Constantīnus
1.
Flavius Valerius Aurelius Claudius, known as The Great, son of
the emperor Constantius Chlorus and
Helena (q.v.),
was born A.D. 272, at Naïsus, a city of Dacia Mediterranea. When Constantine's
father was associated in the government by Diocletian, the son was retained at court as a
kind of hostage, but was treated with great kindness at first, and was allowed several
opportunities of distinguishing himself. After the abdication of Diocletian, Constantius and
Galerius were elevated to the rank of Augusti, while two new Caesars, Severus and Maximin,
were appointed to second them. Constantine was not called to the succession. Diocletian,
partial to Galerius, his son-in-law, had left the nomination of the two new Caesars to the
latter; and the son of Constantius, whose popularity and talents had excited the jealousy of
Galerius, and whose departure, although earnestly solicited by his father, was delayed from
time to time under the most frivolous pretences, with difficulty at length obtained
permission to join his parent in the West, and only escaped the machinations of the emperor
by travelling with his utmost speed until he reached the western coast of Gaul. He came just
in time to join the Roman legions, which were about to sail under his father's command to
Britain, in order to make war upon the Caledonians. Having subdued the northern barbarians,
Constantius returned to York (Eboracum), where he died in the month of July, in the year 306.
Galerius, sure of the support of his two creatures, the Caesars, had waited impatiently
for the death of his colleague, to unite the whole Roman Empire under his individual sway.

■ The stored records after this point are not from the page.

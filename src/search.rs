//! Relevance-ranked search over the product catalog.
//!
//! The engine operates entirely through the [`ProductStore`] trait and the
//! cache-aside layer, with no database or configuration dependencies of its
//! own. Dependencies are injected at construction time.
//!
//! # Ranking Algorithm
//!
//! 1. Probe the cache under the normalized (query, page, page_size, sort)
//!    key; a hit is returned unchanged.
//! 2. On miss, fetch substring matches once per field in fixed weight order:
//!    title=5, category=4, brand=3, sku=2, product_type=1.
//! 3. Deduplicate by product id; a product keeps the weight of the
//!    highest-weighted field it matched (max, not sum), and that field is
//!    its `matched` attribution.
//! 4. Sort by score (desc), then rating (desc); the sort is stable, so
//!    further ties keep store-iteration order, which callers must treat as
//!    unspecified.
//! 5. A non-relevance sort mode re-sorts the whole list by the requested
//!    key, discarding relevance order entirely.
//! 6. Slice the requested page window, clamping past-the-end windows to
//!    empty, and write the page back through the cache.

use std::collections::HashSet;
use std::future::Future;
use std::sync::Arc;
use std::time::Duration;

use anyhow::anyhow;

use crate::cache::SearchCache;
use crate::error::EngineError;
use crate::models::{
    total_pages, Product, RelevanceScore, SearchField, SearchResult, SortMode,
};
use crate::store::{ProductStore, RATING_THEN_PRICE};

/// Products at or above this rating qualify as top-rated.
const TOP_RATED_MIN: f64 = 4.5;

/// Per-field caps applied to suggestion sources before deduplication,
/// in priority order. The fixed 5/3/2 split keeps suggestions diverse
/// across field types instead of letting titles crowd out everything.
const SUGGEST_SOURCES: [(SearchField, usize); 3] = [
    (SearchField::Title, 5),
    (SearchField::Category, 3),
    (SearchField::Brand, 2),
];

/// The relevance search engine.
///
/// Stateless between calls; every invocation is an independent sequence of
/// store and cache round-trips. Cheap to clone.
#[derive(Clone)]
pub struct SearchEngine {
    store: Arc<dyn ProductStore>,
    cache: SearchCache,
    store_timeout: Duration,
}

impl SearchEngine {
    pub fn new(store: Arc<dyn ProductStore>, cache: SearchCache, store_timeout: Duration) -> Self {
        Self {
            store,
            cache,
            store_timeout,
        }
    }

    /// Run a relevance-ranked, paginated search.
    ///
    /// The caller guarantees a non-empty query and in-range `page` /
    /// `page_size`; the boundary layer rejects anything else before the
    /// engine runs. An empty result page (total=0) is a valid, cacheable
    /// outcome, not an error.
    pub async fn search(
        &self,
        query: &str,
        page: i64,
        page_size: i64,
        sort: SortMode,
    ) -> Result<SearchResult, EngineError> {
        let needle = query.trim().to_lowercase();
        let key = SearchCache::search_key(&needle, page, page_size, sort);

        if let Some(hit) = self.cache.get_search(&key).await {
            return Ok(hit);
        }

        let mut ranked = self.ranked_matches(&needle).await?;
        let total = ranked.len() as i64;

        apply_sort(&mut ranked, sort);

        let products = page_window(&ranked, page, page_size)
            .iter()
            .map(|r| r.product.clone())
            .collect();

        let result = SearchResult {
            products,
            total,
            page,
            page_size,
            total_pages: total_pages(total, page_size),
        };

        self.cache.set_search(&key, &result).await;
        Ok(result)
    }

    /// Autocomplete: distinct title/category/brand values starting with
    /// `prefix`, merged 5/3/2, deduplicated, truncated to `limit`.
    pub async fn suggest(&self, prefix: &str, limit: usize) -> Result<Vec<String>, EngineError> {
        let prefix = prefix.trim().to_lowercase();
        let key = SearchCache::suggest_key(&prefix);

        if let Some(hit) = self.cache.get_suggestions(&key).await {
            return Ok(hit);
        }

        let mut sources = Vec::with_capacity(SUGGEST_SOURCES.len());
        for (field, cap) in SUGGEST_SOURCES {
            let values = self
                .store_call(self.store.distinct_with_prefix(field, &prefix))
                .await?;
            sources.push((values, cap));
        }

        let suggestions = merge_suggestions(sources, limit);
        self.cache.set_suggestions(&key, &suggestions).await;
        Ok(suggestions)
    }

    /// Browse one category: exact match, rating desc then price asc.
    /// Uncached; this is a direct store read, not a relevance computation.
    pub async fn products_by_category(
        &self,
        category: &str,
        page: i64,
        page_size: i64,
    ) -> Result<SearchResult, EngineError> {
        self.browse(SearchField::Category, category, page, page_size)
            .await
    }

    /// Browse one brand: exact match, rating desc then price asc. Uncached.
    pub async fn products_by_brand(
        &self,
        brand: &str,
        page: i64,
        page_size: i64,
    ) -> Result<SearchResult, EngineError> {
        self.browse(SearchField::Brand, brand, page, page_size).await
    }

    /// Products rated 4.5 or higher, best first, truncated to `limit`.
    pub async fn top_rated(&self, limit: i64) -> Result<Vec<Product>, EngineError> {
        self.store_call(
            self.store
                .find_rating_at_least(TOP_RATED_MIN, &RATING_THEN_PRICE, limit),
        )
        .await
    }

    async fn ranked_matches(&self, needle: &str) -> Result<Vec<RelevanceScore>, EngineError> {
        let mut per_field = Vec::with_capacity(SearchField::RANKED.len());
        for field in SearchField::RANKED {
            let matches = self
                .store_call(self.store.find_containing(field, needle))
                .await?;
            per_field.push((field, matches));
        }
        Ok(rank(per_field))
    }

    async fn browse(
        &self,
        field: SearchField,
        value: &str,
        page: i64,
        page_size: i64,
    ) -> Result<SearchResult, EngineError> {
        let offset = (page - 1) * page_size;
        let products = self
            .store_call(
                self.store
                    .find_exact(field, value, &RATING_THEN_PRICE, offset, page_size),
            )
            .await?;
        let total = self
            .store_call(self.store.count_exact(field, value))
            .await?;

        Ok(SearchResult {
            products,
            total,
            page,
            page_size,
            total_pages: total_pages(total, page_size),
        })
    }

    /// Bound one store round-trip by the configured timeout. An elapsed
    /// timeout surfaces as [`EngineError::StoreUnavailable`], never as a
    /// partial result.
    async fn store_call<T>(
        &self,
        call: impl Future<Output = anyhow::Result<T>>,
    ) -> Result<T, EngineError> {
        match tokio::time::timeout(self.store_timeout, call).await {
            Ok(Ok(value)) => Ok(value),
            Ok(Err(e)) => Err(EngineError::StoreUnavailable(e)),
            Err(_) => Err(EngineError::StoreUnavailable(anyhow!(
                "store call timed out after {:?}",
                self.store_timeout
            ))),
        }
    }
}

/// Deduplicate per-field match sets and rank the survivors.
///
/// `per_field` must be in descending weight order; the first field that
/// matched a product wins both the score and the `matched` attribution.
pub fn rank(per_field: Vec<(SearchField, Vec<Product>)>) -> Vec<RelevanceScore> {
    let mut seen = HashSet::new();
    let mut ranked = Vec::new();

    for (field, products) in per_field {
        for product in products {
            if seen.insert(product.id) {
                ranked.push(RelevanceScore {
                    score: field.weight(),
                    matched: field,
                    product,
                });
            }
        }
    }

    // Stable sort: equal (score, rating) pairs keep store-iteration order.
    ranked.sort_by(|a, b| {
        b.score
            .cmp(&a.score)
            .then(b.product.rating.total_cmp(&a.product.rating))
    });

    ranked
}

/// Re-sort a ranked list by the requested key. Any mode other than
/// `Relevance` is a total order over the requested key; relevance order is
/// discarded, not refined.
pub fn apply_sort(ranked: &mut [RelevanceScore], sort: SortMode) {
    match sort {
        SortMode::Relevance => {}
        SortMode::PriceAsc => {
            ranked.sort_by(|a, b| a.product.price.total_cmp(&b.product.price));
        }
        SortMode::PriceDesc => {
            ranked.sort_by(|a, b| b.product.price.total_cmp(&a.product.price));
        }
        SortMode::Rating => {
            ranked.sort_by(|a, b| b.product.rating.total_cmp(&a.product.rating));
        }
        SortMode::Newest => {
            ranked.sort_by(|a, b| b.product.created_at.cmp(&a.product.created_at));
        }
    }
}

/// Slice the page window `[(page-1)*page_size, page*page_size)`, clamped
/// to empty when the window starts past the end of the list.
pub fn page_window(ranked: &[RelevanceScore], page: i64, page_size: i64) -> &[RelevanceScore] {
    let start = ((page - 1) * page_size).max(0) as usize;
    if start >= ranked.len() {
        return &[];
    }
    let end = (start + page_size.max(0) as usize).min(ranked.len());
    &ranked[start..end]
}

/// Merge capped suggestion sources in priority order, deduplicating while
/// preserving first occurrence, truncated to `limit`.
///
/// Caps are applied before deduplication so the priority order stays
/// deterministic.
pub fn merge_suggestions(sources: Vec<(Vec<String>, usize)>, limit: usize) -> Vec<String> {
    let mut seen = HashSet::new();
    let mut merged = Vec::new();

    for (values, cap) in sources {
        for value in values.into_iter().take(cap) {
            if merged.len() == limit {
                return merged;
            }
            if seen.insert(value.clone()) {
                merged.push(value);
            }
        }
    }

    merged
}
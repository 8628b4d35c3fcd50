//! Error types for the search and ingestion core.
//!
//! Cache trouble is deliberately absent here: the cache-aside layer absorbs
//! every cache-medium failure and degrades to a miss (see [`crate::cache`]).
//! Partial ingestion failures are likewise not errors; they are reported in
//! the counters of [`crate::models::IngestReport`].

use thiserror::Error;

#[derive(Debug, Error)]
pub enum EngineError {
    /// Malformed caller input (empty query, out-of-range page or limit).
    /// Produced by the boundary before the core runs; never retried.
    #[error("invalid request: {0}")]
    InvalidRequest(String),

    /// A product store round-trip failed or timed out. Surfaced to the
    /// caller as a failed operation; retry policy is the caller's.
    #[error("product store unavailable: {0}")]
    StoreUnavailable(#[source] anyhow::Error),

    /// A load run received zero validated records. Fatal for that run only.
    #[error("no valid records to ingest")]
    EmptyIngest,
}
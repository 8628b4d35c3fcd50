//! # storefront-search
//!
//! **Relevance-ranked product catalog search with cache-aside reads and
//! batch CSV ingestion.**
//!
//! storefront-search serves keyword search, autocomplete, and
//! category/brand browsing over a product catalog, fronted by a TTL cache
//! and repopulated by a batch CSV ingestion path.
//!
//! ## Architecture
//!
//! ```text
//! ┌──────────┐   ┌─────────────┐   ┌──────────┐
//! │ CSV Feed │──▶│  Ingestor    │──▶│  SQLite   │
//! │          │   │ 1000/batch  │   │ products  │
//! └──────────┘   └──────┬──────┘   └────┬─────┘
//!                       │ invalidate    │
//!                       ▼               ▼
//!                 ┌──────────┐    ┌──────────┐
//!                 │  Cache   │◀──▶│  Search   │
//!                 │ (TTL 1h) │    │  Engine   │
//!                 └──────────┘    └────┬─────┘
//!                                      │
//!                        ┌─────────────┤
//!                        ▼             ▼
//!                   ┌──────────┐ ┌──────────┐
//!                   │   CLI    │ │   HTTP   │
//!                   │  (sfs)   │ │  (axum)  │
//!                   └──────────┘ └──────────┘
//! ```
//!
//! ## Data Flow
//!
//! 1. The **CSV source** ([`csv_source`]) sanitizes supplier feed rows into
//!    validated [`models::Product`] records.
//! 2. The **ingestion coordinator** ([`ingest`]) writes them into the store
//!    in bounded unordered batches, classifying duplicates per record, then
//!    drops every cached search and suggestion entry.
//! 3. The **relevance engine** ([`search`]) serves queries cache-aside:
//!    probe the cache, on miss run weighted multi-field matching through
//!    the [`store::ProductStore`] trait, rank, paginate, and write the page
//!    back through the cache.
//! 4. Results are exposed via the **CLI** (`sfs`) and the **HTTP server**
//!    ([`server`]).
//!
//! ## Relevance Model
//!
//! | Field | Weight |
//! |-------|--------|
//! | title | 5 |
//! | category | 4 |
//! | brand | 3 |
//! | sku | 2 |
//! | product_type | 1 |
//!
//! A product scores the weight of the highest-weighted field containing the
//! query (case-insensitive substring, matched literally), appears once per
//! result list, and ties break on rating.
//!
//! ## Modules
//!
//! | Module | Purpose |
//! |--------|---------|
//! | [`config`] | TOML configuration parsing and validation |
//! | [`models`] | Core data types: `Product`, `SearchResult`, `SortMode`, `IngestReport` |
//! | [`error`] | Typed core errors (invalid request, store unavailable, empty ingest) |
//! | [`store`] | `ProductStore` trait and the in-memory implementation |
//! | [`sqlite_store`] | SQLite `ProductStore` backend |
//! | [`cache`] | Cache-aside layer: `CacheMedium` trait, Redis and memory media |
//! | [`search`] | Weighted multi-field relevance engine, suggestions, browsing |
//! | [`ingest`] | Batch ingestion coordinator with cache invalidation |
//! | [`csv_source`] | CSV feed parsing and row sanitization |
//! | [`server`] | JSON HTTP server (Axum) with CORS |
//! | [`stats`] | Catalog statistics |
//! | [`db`] | SQLite connection pool with WAL mode |
//! | [`migrate`] | Database schema migrations (idempotent) |
//!
//! ## Configuration
//!
//! storefront-search is configured via a TOML file (default:
//! `config/storefront.toml`). See [`config`] for all available options and
//! [`config::load_config`] for validation rules.

pub mod cache;
pub mod config;
pub mod csv_source;
pub mod db;
pub mod error;
pub mod ingest;
pub mod migrate;
pub mod models;
pub mod search;
pub mod server;
pub mod sqlite_store;
pub mod stats;
pub mod store;

pub use error::EngineError;
pub use models::{Product, SearchResult, SortMode};
pub use search::SearchEngine;
pub use store::ProductStore;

But the moderation and justice of Constantius had rendered him the more dear to his soldiers
from the contrast of these qualities with the ferocity of his rival. At the moment of his
death, the legions stationed at York, as a tribute of gratitude and affection to his memory,
and, according to some, at his dying request, saluted his son Constantine with the title of
Caesar and decorated him with the purple. Whatever resentment Galerius felt at this, he soon
perceived the danger of engaging in a civil war. As the eldest of the emperors, and the
representative of Diocletian, he recognized the authority of the colleague imposed upon him
by the legions. He assigned to him the administration of Gaul and Britain, but gave him only
the fourth rank among the rulers of the Empire with the title of Caesar.
Under this official appellation Constantine administered the prefecture of Gaul for six
years (A.D. 306-312), perhaps the most glorious, and certainly the most virtuous, period of
his life. The title and rank of Augustus, which his soldiers had conferred upon Constantine,
but which Galerius had not allowed him to retain, the latter gave to Severus, one of his own
Caesars. This dignity had been expected by Maxentius, son of the abdicated emperor Maximian,
the former colleague of Diocletian. Indignant at his disappointment, Maxentius caused himself
to be proclaimed emperor by his army; and, to strengthen his usurpation, he induced his
father to leave his retreat and resume the imperial title. A scene of contention followed,
scarcely paralleled in the annals of Rome. Severus marched against the two usurpers; but was
abandoned by his own troops, surrendered, and was slain. Galerius levied a great army, and
marched into Italy against Maximian and Maxentius, who, dreading his power, retired to Gaul
and endeavoured to procure the support of Constantine. This politic chief did not consider it
expedient to provoke a war at that time and for no better cause; and, Galerius having
withdrawn from Italy and returned to the East, Maximian and Maxentius returned to Rome. To
aid him in the struggle, Galerius conferred the title of emperor on his friend Licinius; and
thus there were at once six pretenders to the sovereignty of the Empire—namely,
Galerius and Licinius; Maximian and his son Maxentius; Maximin, who had been nominated Caesar
by Galerius; and Constantine, the son and successor of Constantius. Among these rivals
Constantine possessed a decided superiority in prudence and abilities, both military and
political. The harsh temper of Maximian soon led to a quarrel between him and his son
Maxentius. Leaving Rome, he went to Gaul, to Constantine, who had become his son-in-law when
he and his son were endeavouring to make head against Galerius. Here also Maximian found
himself disappointed of that power which he so greatly longed to possess; and having plotted
against Constantine, was detected and put to death. Galerius died not long after (311 A.D.),
leaving his power to be divided between his Caesars, Maximin and Licinius; so that there were
now four competitors for the Empire: Constantine, Maxentius, Maximin, and Licinius. Maxentius
speedily provoked open hostilities with Constantine, who marched at the
head of a powerful army towards Rome.
It was while Constantine was proceeding on this momentous expedition that he made an open
and public declaration in favour of Christianity. Before that time, the persecuting edicts of
Diocletian had been much mitigated by the forbearance and leniency of Constantius; and
Constantine not only followed his father's example in being merciful to the persecuted
Christians, but even showed them some marks of positive favour. Very considerable numbers of
them, in consequence, flocked to his standard and swelled the ranks of his army.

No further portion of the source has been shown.